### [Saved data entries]
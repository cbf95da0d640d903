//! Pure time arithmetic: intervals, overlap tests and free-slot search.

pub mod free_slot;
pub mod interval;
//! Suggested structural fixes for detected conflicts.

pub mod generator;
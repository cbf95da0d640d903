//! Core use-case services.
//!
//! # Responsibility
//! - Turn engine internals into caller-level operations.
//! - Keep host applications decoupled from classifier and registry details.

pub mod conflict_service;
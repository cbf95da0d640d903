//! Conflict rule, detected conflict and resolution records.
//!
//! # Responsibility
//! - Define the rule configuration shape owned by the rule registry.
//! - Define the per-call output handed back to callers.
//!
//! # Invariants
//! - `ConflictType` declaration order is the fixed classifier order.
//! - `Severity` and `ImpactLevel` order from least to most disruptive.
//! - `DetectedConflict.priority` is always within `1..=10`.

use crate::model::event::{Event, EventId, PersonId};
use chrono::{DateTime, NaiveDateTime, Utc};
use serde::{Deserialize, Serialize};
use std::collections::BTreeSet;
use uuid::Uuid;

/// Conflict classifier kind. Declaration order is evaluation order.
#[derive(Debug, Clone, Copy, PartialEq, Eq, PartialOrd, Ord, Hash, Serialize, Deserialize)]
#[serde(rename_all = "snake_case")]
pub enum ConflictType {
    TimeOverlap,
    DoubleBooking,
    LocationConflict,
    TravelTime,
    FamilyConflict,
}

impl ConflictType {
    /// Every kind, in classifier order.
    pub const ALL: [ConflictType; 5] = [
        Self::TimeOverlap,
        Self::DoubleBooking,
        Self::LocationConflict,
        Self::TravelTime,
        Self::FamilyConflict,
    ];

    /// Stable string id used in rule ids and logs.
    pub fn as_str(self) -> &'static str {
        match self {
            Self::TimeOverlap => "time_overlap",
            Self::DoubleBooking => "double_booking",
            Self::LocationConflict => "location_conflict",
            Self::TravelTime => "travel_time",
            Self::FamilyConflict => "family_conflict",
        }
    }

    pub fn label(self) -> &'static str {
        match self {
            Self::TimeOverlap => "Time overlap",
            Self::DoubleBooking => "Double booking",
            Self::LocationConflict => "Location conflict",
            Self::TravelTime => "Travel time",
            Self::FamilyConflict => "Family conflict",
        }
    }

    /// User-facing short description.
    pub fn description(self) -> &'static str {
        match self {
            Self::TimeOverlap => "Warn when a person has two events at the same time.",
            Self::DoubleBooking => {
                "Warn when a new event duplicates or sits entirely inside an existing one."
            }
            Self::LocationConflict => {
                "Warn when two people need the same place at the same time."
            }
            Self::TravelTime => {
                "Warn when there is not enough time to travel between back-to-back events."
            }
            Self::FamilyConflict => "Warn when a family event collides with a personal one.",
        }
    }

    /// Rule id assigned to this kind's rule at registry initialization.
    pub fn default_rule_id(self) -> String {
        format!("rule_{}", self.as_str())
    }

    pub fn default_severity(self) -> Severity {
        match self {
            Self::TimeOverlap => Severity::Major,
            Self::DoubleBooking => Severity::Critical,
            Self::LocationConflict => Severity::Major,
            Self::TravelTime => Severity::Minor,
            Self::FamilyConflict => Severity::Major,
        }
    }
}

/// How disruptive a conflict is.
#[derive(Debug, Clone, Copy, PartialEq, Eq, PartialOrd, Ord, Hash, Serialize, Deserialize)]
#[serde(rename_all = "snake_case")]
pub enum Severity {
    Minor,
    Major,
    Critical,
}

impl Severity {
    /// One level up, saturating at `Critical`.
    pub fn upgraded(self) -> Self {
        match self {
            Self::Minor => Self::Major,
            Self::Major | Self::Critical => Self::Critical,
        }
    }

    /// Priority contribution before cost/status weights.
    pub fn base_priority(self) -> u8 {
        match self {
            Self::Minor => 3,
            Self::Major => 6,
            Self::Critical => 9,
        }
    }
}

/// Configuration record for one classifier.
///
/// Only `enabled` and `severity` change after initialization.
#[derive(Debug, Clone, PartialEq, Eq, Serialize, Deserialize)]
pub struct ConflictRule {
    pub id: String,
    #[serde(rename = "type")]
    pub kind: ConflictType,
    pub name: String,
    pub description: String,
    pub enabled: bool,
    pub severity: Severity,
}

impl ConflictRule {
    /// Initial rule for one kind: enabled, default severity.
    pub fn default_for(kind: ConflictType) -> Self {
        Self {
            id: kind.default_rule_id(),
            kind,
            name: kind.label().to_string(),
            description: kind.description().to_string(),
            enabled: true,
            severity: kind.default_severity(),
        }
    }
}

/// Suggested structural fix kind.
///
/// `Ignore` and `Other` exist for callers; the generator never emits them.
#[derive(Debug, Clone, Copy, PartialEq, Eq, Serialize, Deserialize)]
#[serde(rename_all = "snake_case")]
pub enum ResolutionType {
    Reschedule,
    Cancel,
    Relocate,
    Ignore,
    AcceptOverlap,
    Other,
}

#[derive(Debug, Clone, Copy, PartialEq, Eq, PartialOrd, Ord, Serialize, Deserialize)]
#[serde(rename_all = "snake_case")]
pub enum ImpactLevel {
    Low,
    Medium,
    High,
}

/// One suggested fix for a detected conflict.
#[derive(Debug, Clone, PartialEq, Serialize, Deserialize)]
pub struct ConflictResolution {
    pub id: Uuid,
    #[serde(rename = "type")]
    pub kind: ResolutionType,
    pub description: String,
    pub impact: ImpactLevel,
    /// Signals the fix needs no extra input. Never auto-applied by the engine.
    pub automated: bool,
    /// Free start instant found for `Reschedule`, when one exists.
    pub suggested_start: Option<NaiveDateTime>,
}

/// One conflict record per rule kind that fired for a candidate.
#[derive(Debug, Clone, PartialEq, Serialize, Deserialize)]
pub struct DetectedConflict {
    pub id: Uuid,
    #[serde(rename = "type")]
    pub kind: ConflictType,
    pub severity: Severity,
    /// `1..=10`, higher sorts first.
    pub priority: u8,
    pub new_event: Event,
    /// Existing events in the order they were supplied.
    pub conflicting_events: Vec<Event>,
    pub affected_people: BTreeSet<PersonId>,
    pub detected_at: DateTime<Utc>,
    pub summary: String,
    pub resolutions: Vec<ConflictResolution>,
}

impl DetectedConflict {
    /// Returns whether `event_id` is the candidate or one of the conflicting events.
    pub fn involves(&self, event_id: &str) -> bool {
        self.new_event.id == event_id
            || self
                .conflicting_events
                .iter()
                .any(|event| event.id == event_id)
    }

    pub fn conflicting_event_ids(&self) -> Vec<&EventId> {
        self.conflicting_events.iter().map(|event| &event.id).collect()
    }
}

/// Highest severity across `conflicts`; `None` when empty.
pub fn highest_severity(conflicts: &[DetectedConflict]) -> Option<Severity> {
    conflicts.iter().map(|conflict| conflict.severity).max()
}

### [Work instruction]
Starting with the line with "User-facing short description." above and going on through the line with "when two people", transcribe every line exactly, both ends included, and add nothing.

### [Result of the exercise]
    /// User-facing short description.
    pub fn description(self) -> &'static str {
        match self {
            Self::TimeOverlap => "Warn when a person has two events at the same time.",
            Self::DoubleBooking => {
                "Warn when a new event duplicates or sits entirely inside an existing one."
            }
            Self::LocationConflict => {
                "Warn when two people need the same place at the same time."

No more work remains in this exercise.